Die eigentliche Sensation ging in der vergangenen Woche fast unter: Im Juli ist die Inflationsrate hierzulande erstmals seit zwei Jahrzehnten unter null gesunken. Die Preise fielen im Schnitt um 0,6 Prozent. Das bedeutet, dass die Verbraucher mehr für ihr Geld bekamen. Und das wussten sie zu schätzen. Trotz Krise ist die Kauflaune der Deutschen ungebrochen, wenn man es im Durchschnitt betrachtet. Doch wie die jüngsten Zahlen zeigen, konnte der Einzelhandel davon nicht profitieren – im Gegenteil.

Flüssiger wurden die Haushalte vor allem wegen der niedrigen Preise für Energie. Laut Mineralölwirtschaftsverband mussten die Bundesbürger zwischen Juni 2008 und März 2009 für Benzin, Diesel und Heizöl stattliche 26 Milliarden Euro weniger berappen. Dass die Verbraucher in Zeiten der Exportschwäche eine – wenn auch kleine – Stütze der Konjunktur wurden, ist aber noch einem weiteren Umstand zu verdanken: Sie hatten mehr Geld im Portemonnaie. Das liegt weniger an wachsenden Löhnen und Gehältern, sondern am Geldsegen aus Berlin.

Zunächst aber verschafften die Finanzämter Erleichterung. Rund 7,5 Milliarden flossen wegen eines Urteils des Verfassungsgerichts zur Pendlerpauschale an die Steuerzahler zurück. Außerdem wurde der Einheitsbeitrag zur gesetzlichen Krankenversicherung herabgesetzt. Auch die Konjunkturpakete spülten Geld in die Kassen der Bundesbürger: So dürften die 100 Euro für jedes Kind ihre Wirkung vor allem in den niedrigen Einkommensschichten kaum verfehlt haben.

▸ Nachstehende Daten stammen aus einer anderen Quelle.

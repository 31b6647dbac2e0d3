// Remote lookups and the per-page lookup sets
pub mod lookups;
pub mod source;

#[cfg(test)]
pub(crate) mod test_support;

// Re-export commonly used types
pub use lookups::{
    BalanceLookups, BalanceSnapshot, ClaimLookups, ClaimSnapshot, SubmissionLookups,
    SubmissionsReport,
};
pub use source::{LookupError, LookupSet, MinerDataSource};
use chrono::{DateTime, TimeDelta, Utc};
use std::fmt;

use crate::domain::EarningRecord;

#[derive(Debug, Clone, Copy, PartialEq, Eq)]
pub enum WindowError {
    /// Zero or negative length
    NonPositiveHours(i64),
    /// Start would fall outside the representable date range
    OutOfRange(i64),
}

impl fmt::Display for WindowError {
    fn fmt(&self, f: &mut fmt::Formatter<'_>) -> fmt::Result {
        match self {
            WindowError::NonPositiveHours(hours) => {
                write!(f, "Window length must be positive, got {} hours", hours)
            }
            WindowError::OutOfRange(hours) => {
                write!(f, "A window of {} hours is out of range", hours)
            }
        }
    }
}

impl std::error::Error for WindowError {}

/// Closed time range `[start, end]` requested from the submission history.
#[derive(Debug, Clone, Copy, PartialEq, Eq)]
pub struct EarningsWindow {
    pub start: DateTime<Utc>,
    pub end: DateTime<Utc>,
}

impl EarningsWindow {
    /// The `hours` leading up to `now`.
    pub fn trailing(now: DateTime<Utc>, hours: i64) -> Result<Self, WindowError> {
        if hours <= 0 {
            return Err(WindowError::NonPositiveHours(hours));
        }
        let start = TimeDelta::try_hours(hours)
            .and_then(|span| now.checked_sub_signed(span))
            .ok_or(WindowError::OutOfRange(hours))?;
        Ok(Self { start, end: now })
    }

    pub fn contains(&self, ts: DateTime<Utc>) -> bool {
        self.start <= ts && ts <= self.end
    }

    /// Records inside the window, in input order.
    pub fn filter<'a>(
        &self,
        records: impl IntoIterator<Item = &'a EarningRecord>,
    ) -> Vec<EarningRecord> {
        records
            .into_iter()
            .filter(|r| self.contains(r.timestamp))
            .cloned()
            .collect()
    }
}
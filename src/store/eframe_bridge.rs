//! Bridges the dashboard's persisted keys to an eframe [`Storage`].
//!
//! eframe hands the app its storage only at creation time and inside
//! `App::save`, so the engine works against a [`SharedStore`] and these
//! helpers copy the known keys across at those two points.

use eframe::Storage;

use super::SharedStore;

/// Copies `keys` from the eframe storage into `store`. Keys eframe does not
/// have are left untouched.
pub fn hydrate_from_eframe(store: &SharedStore, storage: &dyn Storage, keys: &[&str]) -> usize {
    let mut copied = 0;
    for key in keys {
        if let Some(value) = storage.get_string(key) {
            store.set(key, value);
            copied += 1;
        }
    }
    copied
}

/// Writes `keys` from `store` back to the eframe storage.
pub fn persist_to_eframe(store: &SharedStore, storage: &mut dyn Storage, keys: &[&str]) {
    for key in keys {
        if let Some(value) = store.get(key) {
            storage.set_string(key, value);
        }
    }
}

#[cfg(test)]
mod tests {
    use super::*;
    use std::collections::HashMap;

    #[derive(Default)]
    struct FakeStorage(HashMap<String, String>);

    impl Storage for FakeStorage {
        fn get_string(&self, key: &str) -> Option<String> {
            self.0.get(key).cloned()
        }

        fn set_string(&mut self, key: &str, value: String) {
            self.0.insert(key.to_string(), value);
        }

        fn flush(&mut self) {}
    }

    #[test]
    fn round_trip_known_keys_only() {
        let mut storage = FakeStorage::default();
        storage.set_string("lastClaimRewardsFetchTime", "42".to_string());
        storage.set_string("unrelated", "x".to_string());

        let store = SharedStore::in_memory();
        let copied = hydrate_from_eframe(
            &store,
            &storage,
            &["lastClaimRewardsFetchTime", "recentAddresses"],
        );
        assert_eq!(copied, 1);
        assert_eq!(store.get("lastClaimRewardsFetchTime").as_deref(), Some("42"));
        assert!(store.get("unrelated").is_none());

        store.set("recentAddresses", "[]".to_string());
        let mut out = FakeStorage::default();
        persist_to_eframe(&store, &mut out, &["recentAddresses", "lastClaimRewardsFetchTime"]);
        assert_eq!(out.get_string("recentAddresses").as_deref(), Some("[]"));
        assert_eq!(out.get_string("lastClaimRewardsFetchTime").as_deref(), Some("42"));
    }
}
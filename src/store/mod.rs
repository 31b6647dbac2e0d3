//! Client-local key-value persistence.
//!
//! The dashboard keeps a handful of strings (cooldown stamps, the recent
//! address list) in a durable string-keyed store. Everything in the engine
//! talks to it through [`SharedStore`], so gates for different pages can share
//! one backing store and tests can swap in a [`MemoryStore`].

pub mod eframe_bridge;
pub mod file;
pub mod memory;

use serde::Serialize;
use serde::de::DeserializeOwned;
use std::sync::{Arc, Mutex, MutexGuard, PoisonError};

#[cfg(debug_assertions)]
use crate::config::debug::PRINT_STORE_SERDE;

pub use file::JsonFileStore;
pub use memory::MemoryStore;

/// Durable, synchronous, string-keyed store.
pub trait KeyValueStore {
    fn get(&self, key: &str) -> Option<String>;
    fn set(&mut self, key: &str, value: String);
}

/// Cloneable handle over one boxed store.
#[derive(Clone)]
pub struct SharedStore {
    inner: Arc<Mutex<Box<dyn KeyValueStore + Send>>>,
}

impl SharedStore {
    pub fn new(store: impl KeyValueStore + Send + 'static) -> Self {
        Self {
            inner: Arc::new(Mutex::new(Box::new(store))),
        }
    }

    pub fn in_memory() -> Self {
        Self::new(MemoryStore::default())
    }

    fn lock(&self) -> MutexGuard<'_, Box<dyn KeyValueStore + Send>> {
        // A panic mid-write leaves at worst a stale string behind
        self.inner.lock().unwrap_or_else(PoisonError::into_inner)
    }

    pub fn get(&self, key: &str) -> Option<String> {
        let value = self.lock().get(key);

        #[cfg(debug_assertions)]
        if PRINT_STORE_SERDE {
            log::info!("[store] get {key} -> {:?}", value);
        }
        value
    }

    pub fn set(&self, key: &str, value: String) {
        #[cfg(debug_assertions)]
        if PRINT_STORE_SERDE {
            log::info!("[store] set {key} <- {value}");
        }
        self.lock().set(key, value);
    }

    /// Reads and decodes a JSON value. Missing or malformed data is `None`.
    pub fn get_json<T: DeserializeOwned>(&self, key: &str) -> Option<T> {
        let raw = self.get(key)?;
        match serde_json::from_str(&raw) {
            Ok(value) => Some(value),
            Err(e) => {
                log::warn!("Ignoring malformed value under '{key}': {e}");
                None
            }
        }
    }

    pub fn set_json<T: Serialize>(&self, key: &str, value: &T) {
        match serde_json::to_string(value) {
            Ok(raw) => self.set(key, raw),
            Err(e) => log::error!("Failed to serialize value for '{key}': {e}"),
        }
    }
}

impl std::fmt::Debug for SharedStore {
    fn fmt(&self, f: &mut std::fmt::Formatter<'_>) -> std::fmt::Result {
        f.debug_struct("SharedStore").finish_non_exhaustive()
    }
}
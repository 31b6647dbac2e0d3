// src/utils/app_time.rs

#[cfg(not(target_arch = "wasm32"))]
pub type AppInstant = std::time::Instant;

#[cfg(target_arch = "wasm32")]
pub type AppInstant = web_time::Instant;

#[cfg(not(target_arch = "wasm32"))]
pub fn now() -> AppInstant {
    std::time::Instant::now()
}

#[cfg(target_arch = "wasm32")]
pub fn now() -> AppInstant {
    web_time::Instant::now()
}

/// Wall-clock source in epoch milliseconds.
///
/// Cooldown stamps must survive reloads, so they are wall-clock based rather
/// than `AppInstant` based.
pub trait Clock: Send + Sync {
    fn now_ms(&self) -> i64;
}

#[derive(Debug, Default, Clone, Copy)]
pub struct SystemClock;

impl Clock for SystemClock {
    fn now_ms(&self) -> i64 {
        // web_time falls through to std on native targets
        web_time::SystemTime::now()
            .duration_since(web_time::SystemTime::UNIX_EPOCH)
            .map(|d| d.as_millis() as i64)
            .unwrap_or_default()
    }
}

#[cfg(test)]
pub(crate) use manual::ManualClock;

#[cfg(test)]
mod manual {
    use super::Clock;
    use std::sync::Arc;
    use std::sync::atomic::{AtomicI64, Ordering};

    /// Test clock that only moves when told to.
    #[derive(Debug, Default, Clone)]
    pub(crate) struct ManualClock {
        ms: Arc<AtomicI64>,
    }

    impl ManualClock {
        pub(crate) fn at(ms: i64) -> Self {
            Self {
                ms: Arc::new(AtomicI64::new(ms)),
            }
        }

        pub(crate) fn set(&self, ms: i64) {
            self.ms.store(ms, Ordering::SeqCst);
        }
    }

    impl Clock for ManualClock {
        fn now_ms(&self) -> i64 {
            self.ms.load(Ordering::SeqCst)
        }
    }
}
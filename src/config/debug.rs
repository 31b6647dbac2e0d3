//! Debugging feature flags.
//!
//! Toggle individual diagnostics here; keep them `false` by default so release
//! builds remain quiet even when compiled with `--features debug_assertions`.

/// Emit a line for every cooldown admission decision.
pub const PRINT_COOLDOWN_DECISIONS: bool = false;

/// Emit fan-out start/finish summaries (lookup set, identifier, elapsed).
pub const PRINT_FETCH_SUMMARY: bool = true;

/// Emit details of key-value store reads and writes.
pub const PRINT_STORE_SERDE: bool = false;

/// Emit every countdown tick published by the ticker.
pub const PRINT_COUNTDOWN_TICKS: bool = false;
use anyhow::Result;
use async_trait::async_trait;
use rust_decimal::Decimal;
use std::fmt;
use std::future::Future;

use crate::domain::{
    EarningRecord, EarningsWindow, LastSubmission, LoyaltyMultiplier, MinerRewards,
    ReprocessEarning, ReprocessSchedule,
};

/// The pool's remote services, one method per request.
///
/// Implementations own transport, timeouts and response decoding; the engine
/// only sees a typed value or an error.
#[async_trait]
pub trait MinerDataSource: Send + Sync {
    async fn miner_rewards(&self, miner: &str) -> Result<MinerRewards>;

    async fn last_submission(&self, miner: &str) -> Result<LastSubmission>;

    async fn chromium_reprocessing_info(&self) -> Result<ReprocessSchedule>;

    async fn diamond_hands_reprocessing_info(&self) -> Result<ReprocessSchedule>;

    async fn last_chromium_earning(&self, miner: &str) -> Result<ReprocessEarning>;

    async fn last_diamond_hands_earning(&self, miner: &str) -> Result<ReprocessEarning>;

    async fn diamond_hands_multiplier(&self, miner: &str) -> Result<LoyaltyMultiplier>;

    async fn earnings_submissions(
        &self,
        miner: &str,
        window: EarningsWindow,
    ) -> Result<Vec<EarningRecord>>;

    /// Pool LP tokens sitting in the miner's wallet.
    async fn lp_wallet_balance(&self, miner: &str) -> Result<Decimal>;

    /// Pool LP tokens the miner has staked.
    async fn lp_stake(&self, miner: &str) -> Result<Decimal>;
}

/// A fixed set of lookups fanned out against one identifier.
#[async_trait]
pub trait LookupSet: Send + Sync {
    type Output: Send;

    /// A short name for logs.
    fn signature(&self) -> &'static str;

    /// Runs every lookup concurrently and waits for all of them. Fails if any
    /// one fails.
    async fn fetch_all(&self, identifier: &str) -> Result<Self::Output, LookupError>;
}

/// A named lookup that failed.
#[derive(Debug, Clone, PartialEq, Eq)]
pub struct LookupError {
    pub lookup: &'static str,
    pub message: String,
}

impl fmt::Display for LookupError {
    fn fmt(&self, f: &mut fmt::Formatter<'_>) -> fmt::Result {
        write!(f, "lookup '{}' failed: {}", self.lookup, self.message)
    }
}

impl std::error::Error for LookupError {}

/// Tags a lookup future with its name and logs its failure.
pub async fn named<T>(
    lookup: &'static str,
    fut: impl Future<Output = Result<T>>,
) -> Result<T, LookupError> {
    fut.await.map_err(|e| {
        log::warn!("Lookup '{}' failed: {:#}", lookup, e);
        LookupError {
            lookup,
            message: format!("{:#}", e),
        }
    })
}

#[cfg(test)]
mod tests {
    use super::*;
    use anyhow::anyhow;

    #[tokio::test]
    async fn named_tags_failures() {
        let ok = named("a", async { Ok::<_, anyhow::Error>(1) }).await;
        assert_eq!(ok, Ok(1));

        let err = named::<u8>("miner_rewards", async { Err(anyhow!("timeout")) })
            .await
            .unwrap_err();
        assert_eq!(err.lookup, "miner_rewards");
        assert_eq!(err.to_string(), "lookup 'miner_rewards' failed: timeout");
    }
}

Vor allem aber war es die Abwrackprämie, die viele in einen Konsumrausch versetzte. Im ersten Halbjahr 2009 stiegen die Pkw-Neuzulassungen in Deutschland um 26 Prozent. Allein im Juni wurden mit 427.000 Autos über 40 Prozent mehr Fahrzeuge neu zugelassen als im Jahr zuvor.

Nicht alle sind darüber glücklich. So ist der Einzelhandel, der in den vergangenen Monaten mit empfindlichem Umsatzschwund kämpfte, gar nicht begeistert über diesen künstlich angefachten Boom. "Durch die forcierten Autokäufe wird Kaufkraft von bis zu zehn Milliarden Euro gebunden. Das ist Geld, das an anderer Stelle für den Konsum fehlt", kritisiert Stefan Genth, Hauptgeschäftsführer des Hauptverbandes des Deutschen Einzelhandels (HDE). Manche Sparten traf es besonders hart. Genths Kollege vom Möbelverband beklagte im April einen drastischen Umsatzeinbruch von rund 20 Prozent – und schimpft ebenfalls über die Abwrackprämie. "Sie hat dem Markt viel Kaufkraft entzogen", so Dirk-Uwe Klaas.

Zu Beginn des Jahres hatten viele Einzelhändler noch darauf gehofft, dass die Umsätze nur stagnieren würden. Doch selbst das war ihnen nicht vergönnt. Im Juni ist ihr Geschäft – wie schon in den Monaten zuvor – wieder einmal geschrumpft; diesmal real um 1,6 Prozent im Vergleich zu Juni 2008.

Damit könnten sich die Konjunkturpakete als Strohfeuer erweisen. Die Euphorie rund um die Abwrackprämie werde schon bald "dem automobilen Alltag weichen", formuliert der Branchenverband der Autohäuser und Werkstätten vorsichtig. Die Volkswirte bei der Postbank sind konkreter: Sie befürchten, dass die Abwrackprämie den Autokauf vieler Deutscher nur vorgezogen habe und dass sich dies "im späteren Jahresverlauf negativ bemerkbar" machen werde.